Part of the Adelaide Street Circuit was built in the northern portion of the park. Temporary grandstands and other facilities were erected whenever motor racing events were hosted there. The Australian Grand Prix took place from 1985 to 1995, and a one-off Le Mans series event, the Race of a Thousand Years on 31 December 2000.

The circuit hosted the Adelaide 500 from 1999 until 2020; its cancellation for 2021 was announced due to the COVID-19 pandemic in Australia, and declining attendance. In 2020, the government established a COVID-19 testing site inside the park. The Adelaide 500 returned as the final round of the 2022 series.

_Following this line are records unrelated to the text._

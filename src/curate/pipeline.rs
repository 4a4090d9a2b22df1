//! Pass sequencing.
//!
//! A [`Session`] owns everything shared between passes: the effective
//! weight map, the precious set, and the diagnostics. Each pass method
//! recomputes cumulative weights from the current edges before it runs, so
//! a pass never sees stale totals. [`curate`] runs the whole pipeline in
//! its fixed order.

use tracing::{debug, info};

use super::collapse::{CollapseOutcome, CollapsePolicy, Collapser};
use super::guard::PreciousSet;
use super::organize::{Directive, OrganizeOutcome, Organizer};
use super::prune::{CleanupOutcome, PruneOutcome, Pruner};
use super::rehome::{self, RehomeOutcome, Rehomer};
use super::weights::{self, CumulativeWeights};
use crate::config::CurationConfig;
use crate::diagnostics::{Diagnostic, Diagnostics, ReferenceSource};
use crate::inputs::WeightMap;
use crate::store::GraphStore;

/// Collaborator inputs for one run.
#[derive(Debug, Clone, Default)]
pub struct CurationInputs {
    pub weights: WeightMap,
    /// Externally designated must-keep ids.
    pub precious: Vec<String>,
    pub directives: Vec<Directive>,
    /// `(child, new parent)` pairs applied before any pass.
    pub parent_overrides: Vec<(String, String)>,
}

/// Everything a full run produced besides the mutated store.
#[derive(Debug, Clone, Default)]
pub struct CurationReport {
    pub cumulative: CumulativeWeights,
    pub organize: OrganizeOutcome,
    pub collapse: CollapseOutcome,
    pub rehome: RehomeOutcome,
    pub prune: PruneOutcome,
    pub cleanup: CleanupOutcome,
    pub diagnostics: Diagnostics,
}

pub struct Session<'a> {
    config: &'a CurationConfig,
    directives: &'a [Directive],
    weights: WeightMap,
    precious: PreciousSet,
    /// Precious ids the store held when the session started.
    anchored: Vec<String>,
    global_other: String,
    diagnostics: Diagnostics,
}

impl<'a> Session<'a> {
    /// Prepare `store` for curation: apply parent overrides, create the
    /// global bucket, and flag the precious set.
    ///
    /// Nodes the store already flags as precious join the set, so passes
    /// run one at a time over a saved store keep the same protection.
    pub fn start(config: &'a CurationConfig, inputs: &'a CurationInputs, store: &mut GraphStore) -> Self {
        let mut diagnostics = Diagnostics::new();
        apply_parent_overrides(store, &inputs.parent_overrides, &mut diagnostics);

        let global_other = store.ensure_aggregate(&config.synthetic_prefix, &config.root);

        let mut precious =
            PreciousSet::build(&inputs.precious, &inputs.weights, config.precious_from_weights);
        for directive in &inputs.directives {
            precious.insert(directive.target.clone());
        }
        // Flags carried in from an earlier pass run.
        for id in store.node_ids() {
            if store.is_precious(&id) {
                precious.insert(id);
            }
        }
        precious.mark(store, &inputs.precious, &mut diagnostics);
        let anchored: Vec<String> = precious.iter().filter(|id| store.contains(id)).cloned().collect();

        // Reported once here; later passes only see ids the store holds.
        weights::propagate(store, &inputs.weights, &mut diagnostics);
        let weights: WeightMap = inputs
            .weights
            .iter()
            .filter(|(id, _)| store.contains(id))
            .map(|(id, &w)| (id.clone(), w))
            .collect();

        info!(
            "session ready: {} nodes, {} weighted, {} precious",
            store.node_count(),
            weights.len(),
            precious.len()
        );
        Self {
            config,
            directives: &inputs.directives,
            weights,
            precious,
            anchored,
            global_other,
            diagnostics,
        }
    }

    pub fn precious(&self) -> &PreciousSet {
        &self.precious
    }

    pub fn weights(&self) -> &WeightMap {
        &self.weights
    }

    pub fn diagnostics(&self) -> &Diagnostics {
        &self.diagnostics
    }

    /// Cumulative weights over the current edges.
    pub fn propagate(&mut self, store: &GraphStore) -> CumulativeWeights {
        let mut scratch = Diagnostics::new();
        let cumulative = weights::propagate(store, &self.weights, &mut scratch);
        for d in scratch.iter() {
            if !self.diagnostics.iter().any(|seen| seen == d) {
                self.diagnostics.push(d.clone());
            }
        }
        cumulative
    }

    pub fn organize(&mut self, store: &mut GraphStore) -> OrganizeOutcome {
        Organizer {
            precious: &self.precious,
            synthetic_prefix: &self.config.synthetic_prefix,
            global_other: &self.global_other,
        }
        .apply(store, self.directives, &mut self.diagnostics)
    }

    pub fn collapse(&mut self, store: &mut GraphStore, policy: CollapsePolicy) -> CollapseOutcome {
        let cumulative = self.propagate(store);
        let outcome = Collapser {
            cumulative: &cumulative,
            precious: &self.precious,
            policy,
            root: &self.config.root,
        }
        .apply(store);

        // Own weight of a merged node moves to the survivor.
        for run in &outcome.runs {
            let carried: u64 = run.removed.iter().filter_map(|r| self.weights.remove(r)).sum();
            if carried > 0 {
                *self.weights.entry(run.survivor.clone()).or_insert(0) += carried;
            }
        }
        outcome
    }

    pub fn rehome(&mut self, store: &mut GraphStore, min_ratio: f64) -> RehomeOutcome {
        let cumulative = self.propagate(store);
        let starts = rehome::start_nodes(
            store,
            self.directives,
            &self.config.rehome.start_nodes,
            &self.config.root,
        );
        debug!("rehoming from {} start nodes", starts.len());
        Rehomer {
            cumulative: &cumulative,
            precious: &self.precious,
            min_ratio,
            terminal_ranks: &self.config.rehome.terminal_ranks,
            synthetic_prefix: &self.config.synthetic_prefix,
            global_other: &self.global_other,
        }
        .apply(store, &starts, &mut self.diagnostics)
    }

    /// Dead-branch pruning followed by aggregate cleanup and self-loop
    /// removal.
    pub fn prune(&mut self, store: &mut GraphStore) -> (PruneOutcome, CleanupOutcome) {
        let cumulative = self.propagate(store);
        let pruner = Pruner {
            cumulative: &cumulative,
            precious: &self.precious,
            root: &self.config.root,
            global_other: &self.global_other,
        };
        let pruned = pruner.prune(store);
        let cleaned = pruner.cleanup(store);
        store.remove_self_loops();
        (pruned, cleaned)
    }

    /// Check the structural invariants and record every violation.
    pub fn validate(&mut self, store: &GraphStore, cumulative: &CumulativeWeights) {
        let root = self.config.root.as_str();
        for id in store.roots() {
            if id != root {
                self.diagnostics.violation(id, "node has no parent");
            }
        }
        for id in store.node_ids() {
            let Some(parent) = store.parent(&id) else {
                continue;
            };
            if parent == id {
                self.diagnostics.violation(id, "node is its own parent");
                continue;
            }
            // Reported for cycle members only; a node hanging below a cycle
            // gets no diagnostic of its own.
            let ancestors = store.ancestors(&id);
            let last = ancestors.last().map(String::as_str).unwrap_or(parent);
            if store.parent(last) == Some(id.as_str()) {
                self.diagnostics.push(Diagnostic::Cycle { id });
            }
        }
        for (parent, child) in weights::monotonicity_violations(store, cumulative) {
            self.diagnostics.violation(
                parent,
                format!("cumulative weight is below that of child {child}"),
            );
        }
        for id in &self.anchored {
            if !store.contains(id) {
                self.diagnostics.violation(id.clone(), "precious node was removed");
            }
        }
    }

    pub fn finish(self) -> Diagnostics {
        self.diagnostics
    }
}

/// Reparent nodes as listed, before any pass runs.
pub fn apply_parent_overrides(
    store: &mut GraphStore,
    overrides: &[(String, String)],
    diagnostics: &mut Diagnostics,
) {
    for (child, parent) in overrides {
        let mut present = true;
        for id in [child, parent] {
            if !store.contains(id) {
                diagnostics.missing(ReferenceSource::ParentOverride, id.clone());
                present = false;
            }
        }
        if !present {
            continue;
        }
        if child == parent || store.is_descendant_of(parent, child) {
            diagnostics.violation(
                child.clone(),
                format!("override to {parent} would create a cycle; skipped"),
            );
            continue;
        }
        store.set_parent(child, parent);
    }
}

/// Append the cumulative count to the label of every weighted node, as
/// `Label (N)`.
pub fn annotate_labels(store: &mut GraphStore, cumulative: &CumulativeWeights) {
    for id in store.node_ids() {
        let total = cumulative.get(&id);
        if total == 0 {
            continue;
        }
        if let Some(node) = store.node_mut(&id) {
            node.label = Some(format!("{} ({})", node.display_label(), total));
        }
    }
}

/// Run the whole pipeline: organize, collapse, rehome, prune, clean up,
/// then validate against the final cumulative weights.
pub fn curate(
    store: &mut GraphStore,
    config: &CurationConfig,
    inputs: &CurationInputs,
) -> CurationReport {
    let mut session = Session::start(config, inputs, store);

    let organize = session.organize(store);
    let collapse = session.collapse(store, CollapsePolicy::from_config(&config.collapse));
    let rehome = session.rehome(store, config.rehome.min_ratio);
    let (prune, cleanup) = session.prune(store);

    let cumulative = session.propagate(store);
    session.validate(store, &cumulative);
    let diagnostics = session.finish();
    info!(
        "curation finished: {} nodes, {} diagnostics",
        store.node_count(),
        diagnostics.len()
    );

    CurationReport {
        cumulative,
        organize,
        collapse,
        rehome,
        prune,
        cleanup,
        diagnostics,
    }
}

// ─── Tests ───────────────────────────────────────────────────────────────────
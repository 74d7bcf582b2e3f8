//! # geobatch
//!
//! Resolve free-text addresses to geographic coordinates through the Yandex
//! geocoder HTTP API, singly or as a batch of concurrent fetches driven by a
//! CSV file.
//!
//! ## Features
//!
//! - **Single-address mode**: format, fetch and print the matches for one
//!   address
//! - **Batch mode**: one concurrent request per CSV row, results written
//!   back to a CSV with the original columns preserved
//! - **Failure isolation**: one failed fetch or malformed result never
//!   aborts the rest of a batch
//! - **Stable correlation**: responses are matched back to input rows by a
//!   request id assigned up front, so duplicate addresses cannot collide
//!
//! ## Quick Start
//!
//! ```rust,no_run
//! use geobatch::Geocoder;
//!
//! # async fn run() -> geobatch::Result<()> {
//! let geocoder = Geocoder::new();
//!
//! // Resolve one address
//! let records = geocoder.resolve("Baramzy, Troitskaya 3").await?;
//! for record in &records {
//!     println!("{};{}", record.coordinate, record.resolved_address);
//! }
//! # Ok(())
//! # }
//! ```

#![deny(missing_docs)]
#![warn(rust_2018_idioms)]

pub mod batch;
pub mod client;
pub mod error;
pub mod format;
pub mod output;
pub mod parser;

// Re-export main API
pub use batch::{BatchCoordinator, BatchEntry, BatchSummary};
pub use client::{DEFAULT_ENDPOINT, GeocodeClient, RequestId};
pub use error::{Error, Result};
pub use format::AddressFormat;
pub use parser::GeoRecord;

use std::path::Path;

/// Main entry point for geocoding.
///
/// Holds the configured HTTP client and address format, and exposes the two
/// modes of operation: resolving a single address and running a CSV batch.
///
/// # Examples
///
/// ```rust,no_run
/// use std::path::Path;
/// use geobatch::{Geocoder, GeocoderConfig};
///
/// # async fn run() -> geobatch::Result<()> {
/// let config = GeocoderConfig::builder()
///     .max_in_flight(16)
///     .build();
/// let geocoder = Geocoder::with_config(config);
///
/// let summary = geocoder
///     .run_batch(Path::new("addresses.csv"), Path::new("output_addresses.csv"))
///     .await?;
/// println!("{} records written", summary.records_written);
/// # Ok(())
/// # }
/// ```
#[derive(Debug)]
pub struct Geocoder {
    config: GeocoderConfig,
    client: GeocodeClient,
}

impl Geocoder {
    /// Create a geocoder with the default configuration.
    pub fn new() -> Self {
        Self::with_config(GeocoderConfig::default())
    }

    /// Create a geocoder with a custom configuration.
    pub fn with_config(config: GeocoderConfig) -> Self {
        let mut client = GeocodeClient::new().with_endpoint(&config.endpoint);
        if let Some(max_in_flight) = config.max_in_flight {
            client = client.with_max_in_flight(max_in_flight);
        }
        Self { config, client }
    }

    /// Resolve a single raw address: format it, fetch the response and
    /// parse it into records.
    ///
    /// # Errors
    ///
    /// Returns an error when the fetch fails; in single-address mode there
    /// is no other request the failure could be isolated to. Parsing never
    /// fails — an unusable response yields an empty record list.
    pub async fn resolve(&self, raw_address: &str) -> Result<Vec<GeoRecord>> {
        let address = self.config.address_format.format(raw_address);
        let payload = self.client.fetch_one(&address).await?;
        Ok(parser::parse_response(&payload))
    }

    /// Geocode a whole input CSV concurrently and write the output file.
    ///
    /// # Errors
    ///
    /// Returns an error on CSV read/write failures. Individual fetch
    /// failures are logged and drop only that address's rows.
    pub async fn run_batch(&self, input: &Path, output: &Path) -> Result<BatchSummary> {
        BatchCoordinator::new(self.client.clone(), self.config.address_format.clone())
            .run(input, output)
            .await
    }

    /// Get the configuration used by this instance.
    pub fn config(&self) -> &GeocoderConfig {
        &self.config
    }
}

impl Default for Geocoder {
    fn default() -> Self {
        Self::new()
    }
}

/// Configuration for the geocoder.
#[derive(Debug, Clone)]
pub struct GeocoderConfig {
    /// Geocoding service endpoint URL.
    pub endpoint: String,

    /// Qualifiers prepended to every raw address.
    pub address_format: AddressFormat,

    /// Cap on concurrently in-flight batch requests; `None` launches the
    /// whole batch at once.
    pub max_in_flight: Option<usize>,
}

impl Default for GeocoderConfig {
    fn default() -> Self {
        Self {
            endpoint: DEFAULT_ENDPOINT.to_string(),
            address_format: AddressFormat::default(),
            max_in_flight: None,
        }
    }
}

impl GeocoderConfig {
    /// Create a new configuration builder.
    ///
    /// # Examples
    ///
    /// ```rust
    /// use geobatch::{AddressFormat, GeocoderConfig};
    ///
    /// let config = GeocoderConfig::builder()
    ///     .address_format(AddressFormat::new().with_city("Slobodskoy"))
    ///     .max_in_flight(8)
    ///     .build();
    /// ```
    pub fn builder() -> GeocoderConfigBuilder {
        GeocoderConfigBuilder::new()
    }
}

/// Builder for [`GeocoderConfig`].
#[derive(Debug, Clone, Default)]
pub struct GeocoderConfigBuilder {
    endpoint: Option<String>,
    address_format: Option<AddressFormat>,
    max_in_flight: Option<usize>,
}

impl GeocoderConfigBuilder {
    /// Create a new configuration builder with default values.
    pub fn new() -> Self {
        Self::default()
    }

    /// Set the geocoding endpoint URL.
    pub fn endpoint(mut self, endpoint: impl Into<String>) -> Self {
        self.endpoint = Some(endpoint.into());
        self
    }

    /// Set the address format.
    pub fn address_format(mut self, format: AddressFormat) -> Self {
        self.address_format = Some(format);
        self
    }

    /// Cap the number of concurrently in-flight batch requests.
    pub fn max_in_flight(mut self, max_in_flight: usize) -> Self {
        self.max_in_flight = Some(max_in_flight);
        self
    }

    /// Build the configuration.
    pub fn build(self) -> GeocoderConfig {
        GeocoderConfig {
            endpoint: self
                .endpoint
                .unwrap_or_else(|| DEFAULT_ENDPOINT.to_string()),
            address_format: self.address_format.unwrap_or_default(),
            max_in_flight: self.max_in_flight,
        }
    }
}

On 19 February 2026 the Premier of South Australia announced that an annual motorcycling carnival, the MotoGP, would take place in Adelaide's eastern Park Lands from late 2027. The Premier admitted publicly that "about 45" trees would be destroyed, and that the century-old Glover East Playspace would need to be "moved", but analysis indicates this significantly under-states the likely impact. The proposed circuit map abuts against remnant grassland in Pakapakanthi that is the habitat of a vulnerable colony of the Chequered Copper Butterfly, which is assessed as likely to not survive construction of grandstands or the presence of people during MotoGP events. A letter has been sent to the president of Federation Internationale Motocyclisme (FIM), MotoGP's governing body, claiming the project breaches FIM's own code of environmental practice. It has been reported that the MotoGP circuit could require as many as 400 trees to be cut down, and that enough signed petitions have been gathered to trigger a formal parliamentary inquiry into the circuit. The South Australian government released the design for the MotoGP street circuit on 30 August 2026. The announcement stated that circuit redesign would see 43 significant trees felled, along with a further 335 of that the government has classified as "regulated, unregulated, invasive, deal, or poor health", another 88 trees would be relocated, and another 22 "under investigation". Public consultation on the track started on Monday (31 August 2026) and would run for three weeks but the premier stated that the government was "genuinely interested in the feedback it would receive". Conservation Council SA CEO had a mixed reaction to the announcement, praising the $15 million investment in "Adelaide Park Lands Nature Positive Package", but lamenting the track going ahead in the city's parklands, as the Conservation Council had sought to have the track moved instead to a ready-made park in Tailem Bend, and not proceed within the parklands. Before release of the design, the SA government had also not briefed Adelaide City Council, but they were "made aware of aspects of the plan". The Lord Mayor of Adelaide considers the MotoGP is not the most appropriate thing to happen in the parklands, that there is a need to better understand the impacts, and that provision of a racetrack in the centre of a city, in what is essentially parklands, is quite challenging.